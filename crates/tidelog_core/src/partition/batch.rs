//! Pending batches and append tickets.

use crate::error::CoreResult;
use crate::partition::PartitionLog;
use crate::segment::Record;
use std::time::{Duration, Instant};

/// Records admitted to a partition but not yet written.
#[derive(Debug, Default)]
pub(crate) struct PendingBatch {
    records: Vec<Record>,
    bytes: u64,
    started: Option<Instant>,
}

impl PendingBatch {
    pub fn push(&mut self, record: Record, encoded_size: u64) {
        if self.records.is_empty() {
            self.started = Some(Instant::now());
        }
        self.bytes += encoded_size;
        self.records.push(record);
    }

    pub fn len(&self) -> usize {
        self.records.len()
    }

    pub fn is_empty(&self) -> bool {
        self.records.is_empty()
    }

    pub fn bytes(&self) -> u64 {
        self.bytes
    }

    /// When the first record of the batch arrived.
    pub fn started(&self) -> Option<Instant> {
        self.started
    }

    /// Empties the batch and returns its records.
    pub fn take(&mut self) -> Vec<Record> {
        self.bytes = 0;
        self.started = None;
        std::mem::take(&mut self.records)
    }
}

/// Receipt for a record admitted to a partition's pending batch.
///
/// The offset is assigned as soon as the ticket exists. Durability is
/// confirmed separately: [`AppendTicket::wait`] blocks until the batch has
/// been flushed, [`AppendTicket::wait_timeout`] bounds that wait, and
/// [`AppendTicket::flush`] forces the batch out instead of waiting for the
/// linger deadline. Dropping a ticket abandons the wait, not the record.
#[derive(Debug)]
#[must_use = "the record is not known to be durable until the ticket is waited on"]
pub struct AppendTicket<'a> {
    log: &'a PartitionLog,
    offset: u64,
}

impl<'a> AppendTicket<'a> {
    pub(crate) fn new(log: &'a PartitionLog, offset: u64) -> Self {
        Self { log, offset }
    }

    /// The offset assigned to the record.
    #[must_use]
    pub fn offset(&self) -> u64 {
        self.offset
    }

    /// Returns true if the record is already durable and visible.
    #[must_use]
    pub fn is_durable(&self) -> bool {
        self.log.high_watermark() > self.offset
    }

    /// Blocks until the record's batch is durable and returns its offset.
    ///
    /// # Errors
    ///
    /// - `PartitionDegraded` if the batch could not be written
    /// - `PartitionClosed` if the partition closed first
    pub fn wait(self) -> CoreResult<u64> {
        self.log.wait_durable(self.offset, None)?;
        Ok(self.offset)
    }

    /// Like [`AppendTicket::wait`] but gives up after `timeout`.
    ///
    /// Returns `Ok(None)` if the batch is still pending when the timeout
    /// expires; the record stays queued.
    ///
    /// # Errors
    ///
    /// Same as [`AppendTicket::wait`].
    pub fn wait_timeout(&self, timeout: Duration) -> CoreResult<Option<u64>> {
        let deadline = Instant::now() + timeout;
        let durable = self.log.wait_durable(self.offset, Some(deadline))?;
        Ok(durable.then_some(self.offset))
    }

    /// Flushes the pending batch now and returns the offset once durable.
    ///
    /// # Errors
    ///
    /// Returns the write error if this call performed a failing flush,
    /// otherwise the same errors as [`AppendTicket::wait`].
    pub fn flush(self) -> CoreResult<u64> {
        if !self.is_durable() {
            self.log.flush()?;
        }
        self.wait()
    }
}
· · · ·
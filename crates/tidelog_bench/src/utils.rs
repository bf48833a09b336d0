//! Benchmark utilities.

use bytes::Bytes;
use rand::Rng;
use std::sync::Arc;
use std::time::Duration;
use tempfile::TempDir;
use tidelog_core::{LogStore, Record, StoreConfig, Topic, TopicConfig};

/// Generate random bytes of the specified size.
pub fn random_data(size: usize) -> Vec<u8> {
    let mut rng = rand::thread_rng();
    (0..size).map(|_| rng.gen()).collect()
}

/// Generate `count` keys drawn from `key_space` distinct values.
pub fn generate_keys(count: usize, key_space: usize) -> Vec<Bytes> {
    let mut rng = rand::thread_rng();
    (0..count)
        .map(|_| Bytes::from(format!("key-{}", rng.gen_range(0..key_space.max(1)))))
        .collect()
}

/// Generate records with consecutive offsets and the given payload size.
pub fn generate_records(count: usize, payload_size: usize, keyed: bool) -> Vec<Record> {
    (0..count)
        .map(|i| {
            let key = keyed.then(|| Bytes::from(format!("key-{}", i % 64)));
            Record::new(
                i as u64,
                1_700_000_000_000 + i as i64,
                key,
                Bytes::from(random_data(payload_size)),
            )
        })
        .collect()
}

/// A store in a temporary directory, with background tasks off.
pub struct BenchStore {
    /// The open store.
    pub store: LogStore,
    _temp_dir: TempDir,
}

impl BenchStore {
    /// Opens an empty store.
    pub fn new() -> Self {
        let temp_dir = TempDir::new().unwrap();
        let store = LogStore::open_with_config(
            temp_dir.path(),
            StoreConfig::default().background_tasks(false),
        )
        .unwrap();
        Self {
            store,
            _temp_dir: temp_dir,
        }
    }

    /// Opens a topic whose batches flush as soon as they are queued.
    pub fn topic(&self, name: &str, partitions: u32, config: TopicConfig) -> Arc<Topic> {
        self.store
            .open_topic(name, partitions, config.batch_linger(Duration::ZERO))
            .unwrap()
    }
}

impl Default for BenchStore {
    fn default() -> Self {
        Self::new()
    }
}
· · · ·
ASSIGNMENT ::
Your answer should be one number, the count of lines above that hold "format".

RESULT ::
2